SEC and SolarWinds attempting to reach settlement in securities fraud lawsuit

July 3, 2025

In a recent turn of events, the United States Securities and Exchange Commission (SEC) and SolarWinds are currently seeking to settle the securities fraud case against them. Along with SolarWinds’ former Chief Information Security Officer (CISO) Timothy Brown, all three parties have jointly asked the judge for a postponement until September 12, 2025, so the SEC commissioners can finish voting on the settlement. This case dates back to October 2023 when the SEC initially filed a lawsuit against SolarWinds and their former CISO, accusing them of deceiving investors about cyberattacks the company faced, including the well-known Sunburst malware attack in December 2020. Furthermore, the SEC alleged that SolarWinds not only committed securities fraud but also violated SEC reporting standards and Sarbanes-Oxley internal control rules.

While U.S. District Judge Paul A. Engelmayer granted most of SolarWinds’ and the former CISO’s requests for dismissing the claims in July 2024, a specific set of fraud allegations concerning misrepresentations and omissions in a “Security Statement” posted on SolarWinds’ website survived. This Security Statement outlined the company’s cybersecurity practices, which the SEC argued were incomplete and misleading. Despite the judge’s rulings, the SEC expressed readiness to proceed to trial as recently as June 2025 and opposed the defendants’ motion to dismiss the remaining fraud claim.

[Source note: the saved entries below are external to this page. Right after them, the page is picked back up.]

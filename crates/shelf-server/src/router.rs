use axum::middleware::from_fn_with_state;
use axum::routing::{get, post};
use axum::Router;

use crate::auth::require_bearer;
use crate::handler;
use crate::state::AppState;

/// Build the router with every Shelf endpoint.
///
/// Catalog reads, registration, and login are public. Review mutations sit
/// behind [`require_bearer`], which runs before the body is read.
pub fn build_router(state: AppState) -> Router {
    let protected = Router::new()
        .route(
            "/auth/review/:isbn",
            post(handler::upsert_review).delete(handler::delete_review),
        )
        .route_layer(from_fn_with_state(state.clone(), require_bearer));

    Router::new()
        .route("/health", get(handler::health))
        .route("/books", get(handler::list_books))
        .route("/books/isbn/:isbn", get(handler::book_by_isbn))
        .route("/books/author/:author", get(handler::books_by_author))
        .route("/books/title/:title", get(handler::books_by_title))
        .route("/books/:isbn/review", get(handler::book_reviews))
        .route("/register", post(handler::register))
        .route("/login", post(handler::login))
        .merge(protected)
        .with_state(state)
}
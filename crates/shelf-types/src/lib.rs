//! Foundation types for Shelf.
//!
//! This crate provides the records shared by every other Shelf crate: the
//! accounts that may sign in, the books in the catalog, and the per-account
//! reviews attached to a book.
//!
//! # Key Types
//!
//! - [`Identifier`] -- Case-sensitive account name, unique across the credential store
//! - [`Account`] -- Identifier plus salted password hash
//! - [`Book`] -- Catalog record keyed by ISBN, with optional [`Reviews`]
//! - [`ReviewText`] -- Validated free-text review body

pub mod account;
pub mod book;
pub mod error;
pub mod review;

pub use account::{Account, Identifier};
pub use book::Book;
pub use error::TypeError;
pub use review::{ReviewText, Reviews};
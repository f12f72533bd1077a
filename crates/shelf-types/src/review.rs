use std::collections::BTreeMap;

use serde::{Deserialize, Serialize};
use serde_json::Value;

use crate::error::TypeError;

/// Reviews attached to a single book, keyed by reviewer identifier.
///
/// Keys are plain strings so a stored document round-trips even when it
/// contains names that would not pass [`crate::Identifier::new`].
pub type Reviews = BTreeMap<String, String>;

/// Body of a review.
///
/// Any string is accepted, including the empty string. What is rejected is a
/// payload that is not a string at all (number, object, `null`, missing).
#[derive(Clone, Debug, PartialEq, Eq, Serialize, Deserialize)]
#[serde(transparent)]
pub struct ReviewText(String);

impl ReviewText {
    pub fn new(text: impl Into<String>) -> Self {
        Self(text.into())
    }

    /// Extract the review from a JSON value, which must be a string.
    pub fn from_json(value: Option<&Value>) -> Result<Self, TypeError> {
        match value {
            Some(Value::String(text)) => Ok(Self(text.clone())),
            _ => Err(TypeError::NotAString { field: "review" }),
        }
    }

    pub fn as_str(&self) -> &str {
        &self.0
    }

    pub fn into_inner(self) -> String {
        self.0
    }
}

Surprisingly, on July 2, 2025, the SEC, SolarWinds, and the former CISO jointly informed the judge of their anticipated settlement agreement which is currently in principle. This development suggests a potential resolution to the ongoing legal dispute between the parties. The agreement indicates progress towards resolving the issues surrounding the alleged securities fraud and SEC violations that SolarWinds and its former CISO have been embroiled in for the past few years.

As the case continues to unfold, it remains pivotal to monitor how the settlement discussions progress and await the SEC commissioners’ final approval. The potential settlement marks a significant step towards resolving the allegations brought against SolarWinds and the former CISO, providing potential closure to this long-standing legal battle. The outcome of this case could serve as a precedent for future cybersecurity-related incidents and their implications on companies and individuals involved in such disputes.